Un caténaire a cédé sous l’effet de la dilatation thermique près de la gare Saint-Jean. La SNCF a coupé totalement l’alimentation électrique de la gare pendant près d’une heure pour établir un diagnostic. Les trains au départ sont restés immobilisés ; ceux en approche ont dû s’arrêter dans des gares alentour. Résultat : retards d’au moins une heure partout, jusqu’à 4 h 30 sur certaines lignes, et une reprise seulement progressive en soirée. La direction se console en affirmant qu’« aucun train n’a été bloqué en pleine voie sans confort », oubliant les centaines de voyageurs coincés en gare ou contraints de changer de train dans le désordre.
Une fragilité qui n’est plus une surprise
Le problème est moins l’existence d’une panne que son caractère prévisible.
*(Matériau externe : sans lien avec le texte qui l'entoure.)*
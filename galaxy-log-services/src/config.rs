use anyhow::{Context, Result};
use std::env;

/// Request bodies larger than this are served but not copied into `param`.
pub const DEFAULT_MAX_PARAM_BYTES: usize = 1024 * 1024;

#[derive(Clone, Debug)]
pub struct Settings {
    /// Module name stamped on every record.
    pub module: String,
    /// Paths served without auditing; each entry also covers its sub-paths
    /// (`/health` skips `/health/ready` but not `/healthcheck`).
    pub skip_paths: Vec<String>,
    /// Reject requests missing `UserID`/`CompanyID` with 400 instead of
    /// serving them unaudited.
    pub require_identity: bool,
    /// Upper bound on captured response bytes; `None` captures everything.
    pub max_capture_bytes: Option<usize>,
    /// Upper bound on request body bytes buffered for `param`; `None`
    /// buffers everything.
    pub max_param_bytes: Option<usize>,
}

impl Default for Settings {
    fn default() -> Self {
        Self {
            module: "default".to_string(),
            skip_paths: vec!["/health".to_string(), "/metrics".to_string()],
            require_identity: false,
            max_capture_bytes: None,
            max_param_bytes: Some(DEFAULT_MAX_PARAM_BYTES),
        }
    }
}

impl Settings {
    pub fn new() -> Result<Self> {
        dotenvy::dotenv().ok();
        Self::from_lookup(|key| env::var(key).ok())
    }

    fn from_lookup<F>(lookup: F) -> Result<Self>
    where
        F: Fn(&str) -> Option<String>,
    {
        let defaults = Self::default();

        let module = lookup("OPLOG_MODULE")
            .filter(|v| !v.is_empty())
            .unwrap_or(defaults.module);

        let skip_paths = match lookup("OPLOG_SKIP_PATHS") {
            Some(v) => v
                .split(',')
                .map(str::trim)
                .filter(|p| !p.is_empty())
                .map(String::from)
                .collect(),
            None => defaults.skip_paths,
        };

        let require_identity = lookup("OPLOG_REQUIRE_IDENTITY")
            .map(|v| v.to_lowercase() == "true" || v == "1")
            .unwrap_or(defaults.require_identity);

        let max_capture_bytes =
            parse_limit(&lookup, "OPLOG_MAX_CAPTURE_BYTES")?.or(defaults.max_capture_bytes);
        let max_param_bytes =
            parse_limit(&lookup, "OPLOG_MAX_PARAM_BYTES")?.or(defaults.max_param_bytes);

        Ok(Self {
            module,
            skip_paths,
            require_identity,
            max_capture_bytes,
            max_param_bytes,
        })
    }

    pub fn is_skipped(&self, path: &str) -> bool {
        self.skip_paths.iter().any(|p| {
            let p = p.trim_end_matches('/');
            path == p || path.strip_prefix(p).is_some_and(|rest| rest.starts_with('/'))
        })
    }
}

fn parse_limit<F>(lookup: &F, key: &str) -> Result<Option<usize>>
where
    F: Fn(&str) -> Option<String>,
{
    match lookup(key) {
        Some(v) if !v.trim().is_empty() => {
            let limit = v
                .trim()
                .parse::<usize>()
                .with_context(|| format!("invalid {}: {:?}", key, v))?;
            Ok(Some(limit))
        }
        _ => Ok(None),
    }
}
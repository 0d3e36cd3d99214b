use galaxy_log_core::common::to_json_string;
use galaxy_log_core::OperationLogRecord;
use tokio::sync::mpsc;
use tracing::{info, warn};

/// Destination for finalized records. `send` must not block: it runs on the
/// response path once the body has been streamed.
pub trait OplogSink: Send + Sync {
    fn send(&self, record: OperationLogRecord);
}

/// Writes each record as one structured `oplog` event.
#[derive(Debug, Clone, Default)]
pub struct TracingSink;

impl OplogSink for TracingSink {
    fn send(&self, record: OperationLogRecord) {
        info!(
            target: "oplog",
            user = %record.user,
            company = %record.company,
            method = %record.method,
            url = %record.url,
            trace = %record.trace,
            record = %to_json_string(&record),
            "operation log"
        );
    }
}

/// Hands records to a background consumer through an unbounded channel.
#[derive(Debug, Clone)]
pub struct ChannelSink {
    tx: mpsc::UnboundedSender<OperationLogRecord>,
}

impl ChannelSink {
    pub fn new() -> (Self, mpsc::UnboundedReceiver<OperationLogRecord>) {
        let (tx, rx) = mpsc::unbounded_channel();
        (Self { tx }, rx)
    }
}

impl OplogSink for ChannelSink {
    fn send(&self, record: OperationLogRecord) {
        if let Err(e) = self.tx.send(record) {
            warn!(trace = %e.0.trace, "Operation log receiver closed, record dropped");
        }
    }
}

#[cfg(test)]
mod tests {
    use super::*;
    use galaxy_log_core::record::{new_operation_log_record, with_user};

    #[tokio::test]
    async fn channel_sink_delivers_in_order() {
        let (sink, mut rx) = ChannelSink::new();
        sink.send(new_operation_log_record("m", "t1", vec![with_user("a")]));
        sink.send(new_operation_log_record("m", "t2", vec![with_user("b")]));

        assert_eq!(rx.recv().await.unwrap().trace, "t1");
        assert_eq!(rx.recv().await.unwrap().trace, "t2");
    }

    #[test]
    fn channel_sink_tolerates_closed_receiver() {
        let (sink, rx) = ChannelSink::new();
        drop(rx);
        sink.send(new_operation_log_record("m", "t", Vec::new()));
    }

    #[test]
    fn tracing_sink_accepts_records() {
        TracingSink.send(new_operation_log_record("m", "t", vec![with_user("u")]));
    }
}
Dès juin, la SNCF avait annoncé la suppression de 71 trains Intercités entre le 18 et le 22 juin pour éviter notamment des pannes de climatisation liées aux fortes températures. Les lignes Paris-Orléans-Limoges-Toulouse, Paris-Clermont-Ferrand et Bordeaux-Marseille étaient particulièrement touchées.
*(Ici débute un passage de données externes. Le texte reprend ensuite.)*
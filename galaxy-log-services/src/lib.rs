pub mod audit;
pub mod config;
pub mod logging;

pub use audit::{oplog_middleware, OpType, OplogState};
pub use config::Settings;
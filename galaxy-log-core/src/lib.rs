pub mod capture;
pub mod common;
pub mod error;
pub mod record;

pub use capture::{CaptureBuffer, ResponseCapture};
pub use error::{OplogError, Result};
pub use record::{new_operation_log_record, Opt, OperationLogRecord, Rsp};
Début juillet, la chaleur a de nouveau conduit à réduire fortement l’offre : environ un tiers des Intercités ont été supprimés sur plusieurs de ces axes. Le phénomène n’est donc plus un accident isolé : il révèle la vulnérabilité d’un système ferroviaire dont certaines infrastructures et certaines rames supportent mal les épisodes de chaleur extrême.
Le paradoxe d’un service public sous perfusion
C’est ici que le débat devient politique. Le rail français mobilise des moyens publics considérables, tandis que l’usager reste captif d’un réseau dont les alternatives sont souvent limitées. Que la chaleur impose des mesures de sécurité est parfaitement compréhensible. Mais lorsqu’un phénomène météorologique désormais anticipé suffit à désorganiser durablement des axes entiers, la question n’est plus seulement celle de la météo : elle devient celle de l’investissement, de la maintenance et de la gouvernance.

Dans un système concurrentiel, la vulnérabilité d’un opérateur aurait rapidement ouvert la voie à des alternatives. Ici, la SNCF conserve le quasi-monopole de l’infrastructure et de l’exploitation longue distance. Les 20,8 milliards d’euros de coût public recensés pour 2024 (hors dividendes) n’ont pas produit un réseau capable de résister à un été normal.
L’usager paie deux fois : par l’impôt et par les retards. Les élites politiques et syndicales qui ont verrouillé ce modèle préfèrent invoquer la « canicule exceptionnelle » plutôt que d’admettre l’échec d’une organisation centralisée.